The beginning strains of ‘Blindfolds’ make for a rather unassuming start, amounting to little more than subtle indie rock. However, the following ‘Minutes To Midnight’ definitely warrants a closer listen. It’s the moment where the yearning vocals gain a new strength and the decision to back those up with an infectious banjo melody and modern beats is a stroke of genius. ‘New Blood’ is lively and inventive, bolstered by some satisfyingly fleshy percussion. Meanwhile, ‘A Simple Thing’ and the terrific ‘Bo Derek’ bubble along nicely (the latter’s lyric of “gotta get outside and get some air” could be Paroissien’s manifesto after toiling away in his basement studio).

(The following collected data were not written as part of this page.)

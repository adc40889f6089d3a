//! Weighted DTW: squared differences scaled by a logistic penalty on `|i - j|`.

use tracing::instrument;

use crate::constraint::BandConstraint;
use crate::distance::ExtendedDistance;
use crate::error::{DistanceError, require_finite};
use crate::grid::{Grid, prefer_diagonal};
use crate::measure::ElasticDistance;
use crate::series::TimeSeriesView;

/// Logistic weight for a warping offset `k` in a series of length `len`.
///
/// `w(k) = 1 / (1 + exp(-g * (k - len / 2)))`
pub(crate) fn weight(g: f64, k: usize, len: usize) -> f64 {
    1.0 / (1.0 + (-g * (k as f64 - len as f64 / 2.0)).exp())
}

/// Smallest weight over offsets `0..len`. The weight is monotone in `k`, so
/// the minimum sits at one end.
pub(crate) fn min_weight(g: f64, len: usize) -> f64 {
    weight(g, 0, len).min(weight(g, len.saturating_sub(1), len))
}

/// Weighted DTW configuration.
///
/// | Parameter | Meaning | Constraint |
/// |---|---|---|
/// | `g` | Steepness of the offset penalty | finite |
/// | `constraint` | Band applied on top of the weighting | any |
#[derive(Debug, Clone, Copy, PartialEq)]
pub struct Wdtw {
    g: f64,
    constraint: BandConstraint,
}

impl Wdtw {
    /// Create an unconstrained weighted DTW calculator.
    ///
    /// # Errors
    ///
    /// | Variant | Condition |
    /// |---|---|
    /// | [`DistanceError::InvalidParameter`] | `g` is NaN or infinite |
    pub fn new(g: f64) -> Result<Self, DistanceError> {
        Ok(Self {
            g: require_finite("g", g)?,
            constraint: BandConstraint::Unconstrained,
        })
    }

    /// Apply a band constraint.
    #[must_use]
    pub fn with_constraint(mut self, constraint: BandConstraint) -> Self {
        self.constraint = constraint;
        self
    }

    /// Return the penalty steepness.
    #[must_use]
    pub fn g(&self) -> f64 {
        self.g
    }
}

impl ElasticDistance for Wdtw {
    fn constraint(&self) -> BandConstraint {
        self.constraint
    }

    /// # Errors
    ///
    /// | Variant | Condition |
    /// |---|---|
    /// | [`DistanceError::LengthMismatch`] | `a` and `b` differ in length |
    #[instrument(level = "trace", skip(a, b))]
    fn distance_extended(
        &self,
        a: TimeSeriesView<'_>,
        b: TimeSeriesView<'_>,
        cutoff: f64,
    ) -> Result<ExtendedDistance, DistanceError> {
        let n = a.len();
        if n != b.len() {
            return Err(DistanceError::LengthMismatch {
                left: n,
                right: b.len(),
            });
        }
        let weights: Vec<f64> = (0..n).map(|k| weight(self.g, k, n)).collect();
        let (a, b) = (a.as_slice(), b.as_slice());

        let end = Grid::new(n, n, self.constraint).min_cost(
            weights[0] * (a[0] - b[0]).powi(2),
            cutoff,
            |i, j, diag, up, left| {
                let (best, from) = prefer_diagonal(diag, up, left);
                (best + weights[i.abs_diff(j)] * (a[i] - b[j]).powi(2), from)
            },
        );
        Ok(ExtendedDistance::new(end.cost, end.reach))
    }
}

#[cfg(test)]
mod tests {
    use super::*;
    use crate::dtw::Dtw;
    use crate::series::TimeSeries;

    fn ts(values: &[f64]) -> TimeSeries {
        TimeSeries::new(values.to_vec()).unwrap()
    }

    #[test]
    fn rejects_non_finite_g() {
        assert!(matches!(
            Wdtw::new(f64::NAN),
            Err(DistanceError::InvalidParameter { name: "g", .. })
        ));
    }

    #[test]
    fn weights_are_monotone_and_bounded() {
        let ws: Vec<f64> = (0..10).map(|k| weight(0.2, k, 10)).collect();
        assert!(ws.windows(2).all(|p| p[0] <= p[1]));
        assert!(ws.iter().all(|&w| w > 0.0 && w < 1.0));
        assert_eq!(min_weight(0.2, 10), ws[0]);
        assert_eq!(min_weight(-0.2, 10), weight(-0.2, 9, 10));
    }

    #[test]
    fn reference_values() {
        let a = ts(&[1.0, 3.0, 2.0, 5.0, 4.0]);
        let b = ts(&[2.0, 1.0, 4.0, 3.0, 6.0]);
        let e = Wdtw::new(0.05)
            .unwrap()
            .distance_extended(a.as_view(), b.as_view(), f64::INFINITY)
            .unwrap();
        assert!((e.distance.value() - 3.787_729_485_495_613).abs() < 1e-9);
        assert_eq!(e.validity_radius, Some(1));
    }

    #[test]
    fn rejects_unequal_lengths() {
        let a = ts(&[1.0, 2.0, 3.0]);
        let b = ts(&[1.0, 2.0]);
        let err = Wdtw::new(0.1).unwrap().distance(a.as_view(), b.as_view()).unwrap_err();
        assert_eq!(err, DistanceError::LengthMismatch { left: 3, right: 2 });
    }

    #[test]
    fn never_exceeds_unweighted_dtw() {
        // Every weight is below 1, so each path costs less than under DTW.
        let a = ts(&[0.0, 2.0, 1.0, -1.0, 0.5, 3.0]);
        let b = ts(&[1.0, 0.0, 2.5, 1.0, -2.0, 0.0]);
        let w = Wdtw::new(0.3).unwrap().distance(a.as_view(), b.as_view()).unwrap();
        let d = Dtw::unconstrained().distance(a.as_view(), b.as_view()).unwrap();
        assert!(w.value() <= d.value());
    }
}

These are quietly insistent songs which only get under your skin after the third or fourth listen. The excellent run continues on to the most immediate track as ‘Straight Shot (Towards The Sun)’ offers a beautifully, modern take on the Yacht Rock sound. Granted, on a somewhat less even second half to the record, the trio fare less well on the stomping rock of ‘How To Cheat Death’ but make up for it with the sensitivity shown on ‘White Blackbird’ and the twinkling closer ‘Last Song On The Record’.
Pacific Mean Time may not shock their world with their first album but this is intelligent and well-crafted indie rock music which slowly hooks you in. So given what Paroissien has been through, this is a definite tale of triumph winning out over despair.